Immune modulators and inflammation

MHC Class II TransActivator (CIITA) is a master switch for MHC Class II expression and antigen presentation in antigen-presenting cells (APCs) that has recently been found to be expressed in osteoclast precursors. The role of CIITA in regulating osteoclast differentiation and activity was investigated using transgenic mice lines that overexpress CIITA (). CIITA-transgenic mice displayed a dramatic decrease in trabecular structure, a consequence of significantly elevated osteoclast formation and activity. CIITA-transgenic mice also displayed a global increased activation of the signaling pathways downstream of RANK, indicating the common upstream adapter TRAF6 as a potential target of CIITA. In vivo experiments revealed profound suppressive effects of estrogen on chromatin remodeling at the CIITA locus. These data suggest that CIITA regulates osteoclast differentiation and bone homeostasis, and is controlled by estrogen in vivo.

The role of Notch signaling in pathologic inflammatory bone resorption is not known. Thus one study examined the role of Notch signaling in osteoclastogenesis and bone resorption under inflammatory conditions (). The authors found that deletion of RBP-J, the master transcription factor in Notch signaling, resulted in a dramatic increase of TNF-induced osteoclastogenesis. These results show that RBP-J negatively regulates TNF-induced osteoclastogenesis by suppressing induction of NFATc1. These findings identify a key role for the Notch component RBP-J in restraining inflammatory TNF-induced osteoclastogenesis.

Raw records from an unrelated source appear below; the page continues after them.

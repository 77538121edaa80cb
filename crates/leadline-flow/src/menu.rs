// SPDX-FileCopyrightText: 2026 Leadline Contributors
// SPDX-License-Identifier: MIT OR Apache-2.0

//! Main menu labels and slash commands.

use leadline_core::types::Keyboard;

pub const ADD_CLIENT: &str = "➕ Add client";
pub const ADD_COMPANY: &str = "🏢 Add company";
pub const MY_CLIENTS: &str = "📋 My clients";
pub const COMPANIES: &str = "📂 Companies";
pub const STATISTICS: &str = "📊 Statistics";
pub const BULK_COMPANIES: &str = "⚡ Bulk add companies";
pub const TODAY_TASKS: &str = "⏰ Today's tasks";
pub const SEARCH: &str = "🔍 Search";

/// A top-level command typed or picked from the persistent menu.
#[derive(Debug, Clone, Copy, PartialEq, Eq)]
pub enum MenuAction {
    Start,
    Cancel,
    AddClient,
    AddCompany,
    BulkCompanies,
    MyClients,
    Companies,
    Statistics,
    TodayTasks,
    Search,
}

impl MenuAction {
    /// Match a menu label or a `/command`, with or without a `@bot` suffix.
    pub fn parse(text: &str) -> Option<Self> {
        let text = text.trim();
        if let Some(command) = text.strip_prefix('/') {
            let command = command.split_whitespace().next().unwrap_or_default();
            let command = command.split('@').next().unwrap_or_default();
            return match command {
                "start" => Some(MenuAction::Start),
                "cancel" => Some(MenuAction::Cancel),
                "add_client" => Some(MenuAction::AddClient),
                "add_company" => Some(MenuAction::AddCompany),
                "bulk_companies" => Some(MenuAction::BulkCompanies),
                _ => None,
            };
        }
        match text {
            ADD_CLIENT => Some(MenuAction::AddClient),
            ADD_COMPANY => Some(MenuAction::AddCompany),
            MY_CLIENTS => Some(MenuAction::MyClients),
            COMPANIES => Some(MenuAction::Companies),
            STATISTICS => Some(MenuAction::Statistics),
            BULK_COMPANIES => Some(MenuAction::BulkCompanies),
            TODAY_TASKS => Some(MenuAction::TodayTasks),
            SEARCH => Some(MenuAction::Search),
            _ => None,
        }
    }
}

/// The persistent four-by-two reply keyboard.
pub fn main_menu() -> Keyboard {
    let rows = [
        [ADD_CLIENT, ADD_COMPANY],
        [MY_CLIENTS, COMPANIES],
        [STATISTICS, BULK_COMPANIES],
        [TODAY_TASKS, SEARCH],
    ];
    Keyboard::Menu(
        rows.iter()
            .map(|row| row.iter().map(|label| label.to_string()).collect())
            .collect(),
    )
}

#[cfg(test)]
mod tests {
    use super::*;

    #[test]
    fn every_menu_label_parses() {
        let Keyboard::Menu(rows) = main_menu() else {
            panic!("main menu must be a reply keyboard");
        };
        assert_eq!(rows.len(), 4);
        for label in rows.iter().flatten() {
            assert!(MenuAction::parse(label).is_some(), "label {label:?}");
        }
    }

    #[test]
    fn commands_accept_bot_suffix_and_arguments() {
        assert_eq!(MenuAction::parse("/start"), Some(MenuAction::Start));
        assert_eq!(
            MenuAction::parse("/add_client@leadline_bot"),
            Some(MenuAction::AddClient)
        );
        assert_eq!(MenuAction::parse("/cancel now"), Some(MenuAction::Cancel));
        assert_eq!(MenuAction::parse("/unknown"), None);
    }

    #[test]
    fn free_text_is_not_a_command() {
        assert_eq!(MenuAction::parse("Ivan"), None);
        assert_eq!(MenuAction::parse("my clients"), None);
    }
}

Finally, the gut is inhabited by a microbial ecosystem, the gut microbiota, which consists of 10 times as many cells as our own eukaryotic cells. The possible impact of gut microbiota on bone metabolism is unknown. An interesting study evaluated the skeletal phenotype of germ-free mice and conventionally-raised mice (). Germ-free mice had 49% higher bone volume and higher cortical thickness compared to controls, and also had decreased serum serotonin levels compared to controls. The absence of gut microbiota leads to increased bone mass associated with reduced serum serotonin. Gut microbiota may modulate gut serotonin synthesis and thereby via an endocrine mechanism also bone metabolism.